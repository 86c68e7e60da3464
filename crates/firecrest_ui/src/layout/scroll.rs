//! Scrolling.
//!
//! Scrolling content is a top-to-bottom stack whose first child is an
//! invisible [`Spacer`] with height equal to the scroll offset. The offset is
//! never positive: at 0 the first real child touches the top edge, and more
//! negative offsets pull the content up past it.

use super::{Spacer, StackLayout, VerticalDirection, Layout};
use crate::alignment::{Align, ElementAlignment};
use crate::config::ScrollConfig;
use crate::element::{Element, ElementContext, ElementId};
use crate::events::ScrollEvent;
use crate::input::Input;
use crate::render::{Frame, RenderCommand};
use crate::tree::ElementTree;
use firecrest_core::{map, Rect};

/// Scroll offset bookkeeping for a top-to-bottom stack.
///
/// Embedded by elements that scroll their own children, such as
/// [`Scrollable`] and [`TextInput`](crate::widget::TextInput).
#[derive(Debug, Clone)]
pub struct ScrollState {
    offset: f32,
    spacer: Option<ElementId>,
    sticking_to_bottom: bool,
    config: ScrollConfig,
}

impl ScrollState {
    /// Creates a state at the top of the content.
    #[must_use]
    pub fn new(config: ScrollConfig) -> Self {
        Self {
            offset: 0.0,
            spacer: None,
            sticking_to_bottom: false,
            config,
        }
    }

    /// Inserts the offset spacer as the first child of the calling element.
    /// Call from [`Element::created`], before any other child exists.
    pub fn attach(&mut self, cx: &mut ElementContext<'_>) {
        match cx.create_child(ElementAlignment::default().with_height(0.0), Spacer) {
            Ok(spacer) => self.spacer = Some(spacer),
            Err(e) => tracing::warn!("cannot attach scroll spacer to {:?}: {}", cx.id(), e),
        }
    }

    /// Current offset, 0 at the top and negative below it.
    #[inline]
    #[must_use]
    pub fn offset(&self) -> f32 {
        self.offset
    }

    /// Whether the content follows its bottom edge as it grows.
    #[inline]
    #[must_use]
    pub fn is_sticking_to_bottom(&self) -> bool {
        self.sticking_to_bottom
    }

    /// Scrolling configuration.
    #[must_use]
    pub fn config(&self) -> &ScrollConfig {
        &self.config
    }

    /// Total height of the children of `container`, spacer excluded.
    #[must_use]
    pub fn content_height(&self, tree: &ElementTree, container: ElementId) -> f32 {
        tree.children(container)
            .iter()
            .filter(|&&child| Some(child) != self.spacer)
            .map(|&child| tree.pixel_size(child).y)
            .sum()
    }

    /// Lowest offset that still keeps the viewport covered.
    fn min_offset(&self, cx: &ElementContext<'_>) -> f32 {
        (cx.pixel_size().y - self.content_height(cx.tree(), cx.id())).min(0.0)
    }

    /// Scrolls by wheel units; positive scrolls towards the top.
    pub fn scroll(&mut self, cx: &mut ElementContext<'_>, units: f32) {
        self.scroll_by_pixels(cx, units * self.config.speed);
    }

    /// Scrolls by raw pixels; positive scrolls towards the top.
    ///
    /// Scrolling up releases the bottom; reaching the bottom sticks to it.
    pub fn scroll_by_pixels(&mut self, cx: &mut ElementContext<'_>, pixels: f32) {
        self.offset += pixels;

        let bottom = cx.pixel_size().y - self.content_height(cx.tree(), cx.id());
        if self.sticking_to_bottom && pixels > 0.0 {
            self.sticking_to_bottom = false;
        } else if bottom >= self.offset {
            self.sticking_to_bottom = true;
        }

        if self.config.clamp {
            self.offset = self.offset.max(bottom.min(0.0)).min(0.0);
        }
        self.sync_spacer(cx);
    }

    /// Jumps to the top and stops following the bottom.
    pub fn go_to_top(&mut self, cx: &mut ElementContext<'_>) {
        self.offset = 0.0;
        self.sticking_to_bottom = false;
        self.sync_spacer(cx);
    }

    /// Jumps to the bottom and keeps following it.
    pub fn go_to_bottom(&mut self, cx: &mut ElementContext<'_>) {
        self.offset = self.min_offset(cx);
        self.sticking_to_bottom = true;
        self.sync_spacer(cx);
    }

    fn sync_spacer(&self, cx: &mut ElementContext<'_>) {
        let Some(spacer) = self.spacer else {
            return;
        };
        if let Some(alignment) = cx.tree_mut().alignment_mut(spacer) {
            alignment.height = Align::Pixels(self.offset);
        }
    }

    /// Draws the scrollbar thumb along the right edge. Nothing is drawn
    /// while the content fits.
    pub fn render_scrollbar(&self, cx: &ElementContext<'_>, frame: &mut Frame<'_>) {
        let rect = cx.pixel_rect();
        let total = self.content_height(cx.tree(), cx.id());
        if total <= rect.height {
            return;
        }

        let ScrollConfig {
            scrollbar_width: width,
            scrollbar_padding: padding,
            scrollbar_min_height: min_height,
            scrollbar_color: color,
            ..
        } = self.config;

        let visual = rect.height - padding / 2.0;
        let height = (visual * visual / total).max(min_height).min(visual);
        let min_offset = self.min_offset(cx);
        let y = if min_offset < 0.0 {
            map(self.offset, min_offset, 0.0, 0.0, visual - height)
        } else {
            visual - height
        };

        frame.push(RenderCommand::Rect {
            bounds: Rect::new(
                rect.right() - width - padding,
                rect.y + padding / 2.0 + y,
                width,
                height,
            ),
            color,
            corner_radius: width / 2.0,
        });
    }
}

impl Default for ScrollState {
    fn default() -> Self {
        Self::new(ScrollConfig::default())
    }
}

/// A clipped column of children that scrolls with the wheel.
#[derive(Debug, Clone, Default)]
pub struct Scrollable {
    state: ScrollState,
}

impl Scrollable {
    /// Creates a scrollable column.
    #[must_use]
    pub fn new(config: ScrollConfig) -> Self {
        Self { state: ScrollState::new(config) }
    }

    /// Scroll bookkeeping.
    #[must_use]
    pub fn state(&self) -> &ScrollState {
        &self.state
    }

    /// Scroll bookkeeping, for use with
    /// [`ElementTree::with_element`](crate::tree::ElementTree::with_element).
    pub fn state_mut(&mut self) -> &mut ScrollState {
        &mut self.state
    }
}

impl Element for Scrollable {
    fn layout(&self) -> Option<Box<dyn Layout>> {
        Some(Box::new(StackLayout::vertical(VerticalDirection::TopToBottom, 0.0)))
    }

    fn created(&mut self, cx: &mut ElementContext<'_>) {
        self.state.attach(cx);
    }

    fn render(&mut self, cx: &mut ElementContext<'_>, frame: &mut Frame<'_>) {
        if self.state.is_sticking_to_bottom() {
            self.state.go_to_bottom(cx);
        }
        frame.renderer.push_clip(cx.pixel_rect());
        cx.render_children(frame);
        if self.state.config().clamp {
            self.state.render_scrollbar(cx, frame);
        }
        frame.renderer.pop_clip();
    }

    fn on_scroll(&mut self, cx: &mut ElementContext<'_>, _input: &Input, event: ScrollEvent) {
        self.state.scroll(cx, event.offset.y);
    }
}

┄┄┄┄┄┄

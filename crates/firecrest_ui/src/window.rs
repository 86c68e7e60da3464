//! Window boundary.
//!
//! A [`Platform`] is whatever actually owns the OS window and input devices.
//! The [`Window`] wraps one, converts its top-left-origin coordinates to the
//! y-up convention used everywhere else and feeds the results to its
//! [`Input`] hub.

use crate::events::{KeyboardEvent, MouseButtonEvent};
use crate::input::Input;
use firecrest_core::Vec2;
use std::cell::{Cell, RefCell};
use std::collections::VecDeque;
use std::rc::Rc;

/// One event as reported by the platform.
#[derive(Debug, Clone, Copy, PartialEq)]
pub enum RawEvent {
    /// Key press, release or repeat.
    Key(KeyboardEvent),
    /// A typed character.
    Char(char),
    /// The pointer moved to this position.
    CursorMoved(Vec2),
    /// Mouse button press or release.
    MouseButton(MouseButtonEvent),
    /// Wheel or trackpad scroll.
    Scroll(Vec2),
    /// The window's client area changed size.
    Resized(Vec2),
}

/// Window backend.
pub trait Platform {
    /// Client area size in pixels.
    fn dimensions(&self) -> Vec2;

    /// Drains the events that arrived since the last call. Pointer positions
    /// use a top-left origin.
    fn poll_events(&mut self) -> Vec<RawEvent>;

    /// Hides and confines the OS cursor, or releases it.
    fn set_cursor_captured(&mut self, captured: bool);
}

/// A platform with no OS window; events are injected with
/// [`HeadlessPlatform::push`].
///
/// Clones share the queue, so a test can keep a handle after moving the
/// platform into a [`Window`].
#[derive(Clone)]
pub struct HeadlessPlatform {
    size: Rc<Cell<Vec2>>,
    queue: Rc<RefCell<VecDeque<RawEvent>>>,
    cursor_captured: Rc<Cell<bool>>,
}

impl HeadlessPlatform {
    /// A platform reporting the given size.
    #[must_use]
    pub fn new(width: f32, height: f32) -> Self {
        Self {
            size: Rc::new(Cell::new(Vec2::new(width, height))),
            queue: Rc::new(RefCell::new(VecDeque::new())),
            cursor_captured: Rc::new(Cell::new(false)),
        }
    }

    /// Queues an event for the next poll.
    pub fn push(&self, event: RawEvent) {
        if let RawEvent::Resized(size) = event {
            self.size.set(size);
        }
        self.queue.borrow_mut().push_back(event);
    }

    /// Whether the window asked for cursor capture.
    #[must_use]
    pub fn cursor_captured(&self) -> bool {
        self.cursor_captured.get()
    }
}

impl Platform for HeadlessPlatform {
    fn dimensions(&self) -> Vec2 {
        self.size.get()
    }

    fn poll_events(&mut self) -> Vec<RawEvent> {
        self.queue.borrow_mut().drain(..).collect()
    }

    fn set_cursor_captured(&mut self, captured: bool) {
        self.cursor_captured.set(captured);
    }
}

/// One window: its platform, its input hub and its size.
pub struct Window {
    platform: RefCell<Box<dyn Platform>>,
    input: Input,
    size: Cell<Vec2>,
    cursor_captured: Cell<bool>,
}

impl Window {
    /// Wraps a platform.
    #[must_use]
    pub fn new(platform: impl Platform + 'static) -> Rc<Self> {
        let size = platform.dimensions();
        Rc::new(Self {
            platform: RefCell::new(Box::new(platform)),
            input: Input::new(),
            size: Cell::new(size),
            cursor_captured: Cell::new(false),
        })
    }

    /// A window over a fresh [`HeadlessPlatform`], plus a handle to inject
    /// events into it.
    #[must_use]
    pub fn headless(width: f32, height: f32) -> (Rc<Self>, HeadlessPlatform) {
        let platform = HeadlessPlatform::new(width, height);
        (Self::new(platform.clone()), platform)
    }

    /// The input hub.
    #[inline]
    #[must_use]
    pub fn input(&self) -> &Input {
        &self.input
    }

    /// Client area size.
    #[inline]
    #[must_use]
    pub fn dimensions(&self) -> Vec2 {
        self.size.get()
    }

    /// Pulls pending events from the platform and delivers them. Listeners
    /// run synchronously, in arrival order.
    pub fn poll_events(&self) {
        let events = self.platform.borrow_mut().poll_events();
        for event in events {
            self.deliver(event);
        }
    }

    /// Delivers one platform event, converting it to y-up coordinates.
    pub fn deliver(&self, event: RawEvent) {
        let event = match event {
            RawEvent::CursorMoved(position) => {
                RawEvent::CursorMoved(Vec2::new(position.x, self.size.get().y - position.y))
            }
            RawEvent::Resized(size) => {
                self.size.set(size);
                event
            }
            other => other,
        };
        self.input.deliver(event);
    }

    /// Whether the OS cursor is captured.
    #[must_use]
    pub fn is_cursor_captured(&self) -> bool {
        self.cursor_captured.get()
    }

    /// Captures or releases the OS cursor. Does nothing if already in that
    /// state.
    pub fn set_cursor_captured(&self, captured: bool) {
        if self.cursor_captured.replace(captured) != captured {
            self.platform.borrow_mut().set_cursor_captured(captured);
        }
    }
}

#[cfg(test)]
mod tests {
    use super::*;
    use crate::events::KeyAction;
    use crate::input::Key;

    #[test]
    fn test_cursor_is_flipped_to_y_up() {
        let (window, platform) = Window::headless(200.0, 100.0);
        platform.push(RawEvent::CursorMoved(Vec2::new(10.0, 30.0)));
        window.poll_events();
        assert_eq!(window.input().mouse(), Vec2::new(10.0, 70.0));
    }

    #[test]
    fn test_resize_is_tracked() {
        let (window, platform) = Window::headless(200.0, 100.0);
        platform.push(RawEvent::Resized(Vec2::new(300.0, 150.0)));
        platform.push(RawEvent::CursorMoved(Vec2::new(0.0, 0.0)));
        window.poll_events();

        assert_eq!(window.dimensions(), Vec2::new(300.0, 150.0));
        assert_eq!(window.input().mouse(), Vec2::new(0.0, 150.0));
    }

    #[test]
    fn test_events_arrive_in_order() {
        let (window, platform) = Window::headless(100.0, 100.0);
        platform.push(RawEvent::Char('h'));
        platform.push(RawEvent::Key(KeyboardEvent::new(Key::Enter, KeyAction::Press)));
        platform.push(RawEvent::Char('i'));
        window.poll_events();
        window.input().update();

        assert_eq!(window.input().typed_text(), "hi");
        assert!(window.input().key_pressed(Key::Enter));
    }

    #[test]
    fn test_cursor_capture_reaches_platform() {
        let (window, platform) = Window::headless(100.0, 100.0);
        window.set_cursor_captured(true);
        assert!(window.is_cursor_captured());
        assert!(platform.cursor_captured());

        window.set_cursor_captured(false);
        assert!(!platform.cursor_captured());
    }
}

┄┄┄┄┄┄

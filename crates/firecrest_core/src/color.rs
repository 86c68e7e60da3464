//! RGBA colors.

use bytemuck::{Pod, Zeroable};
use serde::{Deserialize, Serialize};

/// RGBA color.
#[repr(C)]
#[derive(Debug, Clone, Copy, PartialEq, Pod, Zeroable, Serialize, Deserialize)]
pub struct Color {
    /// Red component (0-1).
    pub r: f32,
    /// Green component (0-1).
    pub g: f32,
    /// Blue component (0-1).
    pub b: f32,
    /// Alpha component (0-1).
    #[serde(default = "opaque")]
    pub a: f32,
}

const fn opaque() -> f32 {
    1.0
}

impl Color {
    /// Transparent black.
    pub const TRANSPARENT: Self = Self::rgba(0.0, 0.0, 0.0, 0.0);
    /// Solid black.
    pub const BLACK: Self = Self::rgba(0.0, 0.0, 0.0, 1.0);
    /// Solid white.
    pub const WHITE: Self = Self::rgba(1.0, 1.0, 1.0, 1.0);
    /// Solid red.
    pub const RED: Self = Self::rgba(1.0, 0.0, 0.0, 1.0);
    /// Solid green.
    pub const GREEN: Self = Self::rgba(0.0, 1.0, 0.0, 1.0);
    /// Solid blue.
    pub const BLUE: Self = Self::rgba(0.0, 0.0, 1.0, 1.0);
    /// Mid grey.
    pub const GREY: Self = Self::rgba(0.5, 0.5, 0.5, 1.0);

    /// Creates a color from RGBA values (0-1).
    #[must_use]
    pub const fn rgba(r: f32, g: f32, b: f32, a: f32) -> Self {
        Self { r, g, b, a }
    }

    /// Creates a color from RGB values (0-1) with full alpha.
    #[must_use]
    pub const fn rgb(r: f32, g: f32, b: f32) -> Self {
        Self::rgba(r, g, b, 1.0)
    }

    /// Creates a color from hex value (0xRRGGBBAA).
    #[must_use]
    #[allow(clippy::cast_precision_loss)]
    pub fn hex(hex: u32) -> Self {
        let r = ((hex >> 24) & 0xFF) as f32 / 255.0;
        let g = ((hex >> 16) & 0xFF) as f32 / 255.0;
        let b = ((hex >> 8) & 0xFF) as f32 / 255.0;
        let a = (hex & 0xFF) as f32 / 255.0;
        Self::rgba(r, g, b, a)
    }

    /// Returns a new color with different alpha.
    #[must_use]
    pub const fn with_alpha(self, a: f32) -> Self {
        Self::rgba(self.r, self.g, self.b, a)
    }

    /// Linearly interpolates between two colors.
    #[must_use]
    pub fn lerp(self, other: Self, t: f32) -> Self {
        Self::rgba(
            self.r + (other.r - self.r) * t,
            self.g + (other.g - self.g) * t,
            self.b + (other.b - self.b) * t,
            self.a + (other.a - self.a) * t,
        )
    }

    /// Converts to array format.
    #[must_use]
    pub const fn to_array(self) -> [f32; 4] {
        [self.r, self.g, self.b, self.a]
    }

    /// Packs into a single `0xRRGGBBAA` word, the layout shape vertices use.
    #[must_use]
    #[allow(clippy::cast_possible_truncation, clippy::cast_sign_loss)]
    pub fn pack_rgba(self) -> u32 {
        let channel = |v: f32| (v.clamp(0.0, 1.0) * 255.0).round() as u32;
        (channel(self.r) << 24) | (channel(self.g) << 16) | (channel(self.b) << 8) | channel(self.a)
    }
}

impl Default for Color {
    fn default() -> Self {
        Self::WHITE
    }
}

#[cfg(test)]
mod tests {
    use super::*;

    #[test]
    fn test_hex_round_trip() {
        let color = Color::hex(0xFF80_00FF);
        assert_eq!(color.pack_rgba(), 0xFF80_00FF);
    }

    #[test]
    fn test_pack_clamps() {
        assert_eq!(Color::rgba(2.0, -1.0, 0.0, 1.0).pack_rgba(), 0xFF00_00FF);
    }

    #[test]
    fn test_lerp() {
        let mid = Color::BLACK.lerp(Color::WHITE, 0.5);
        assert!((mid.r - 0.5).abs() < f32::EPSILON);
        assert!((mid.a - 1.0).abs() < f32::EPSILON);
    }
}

┄┄┄┄┄┄

● YOUR ASSIGNMENT
Show each line in the data where the string "allow" appears.

● RESPONSE BOX
    #[allow(clippy::cast_precision_loss)]
    #[allow(clippy::cast_possible_truncation, clippy::cast_sign_loss)]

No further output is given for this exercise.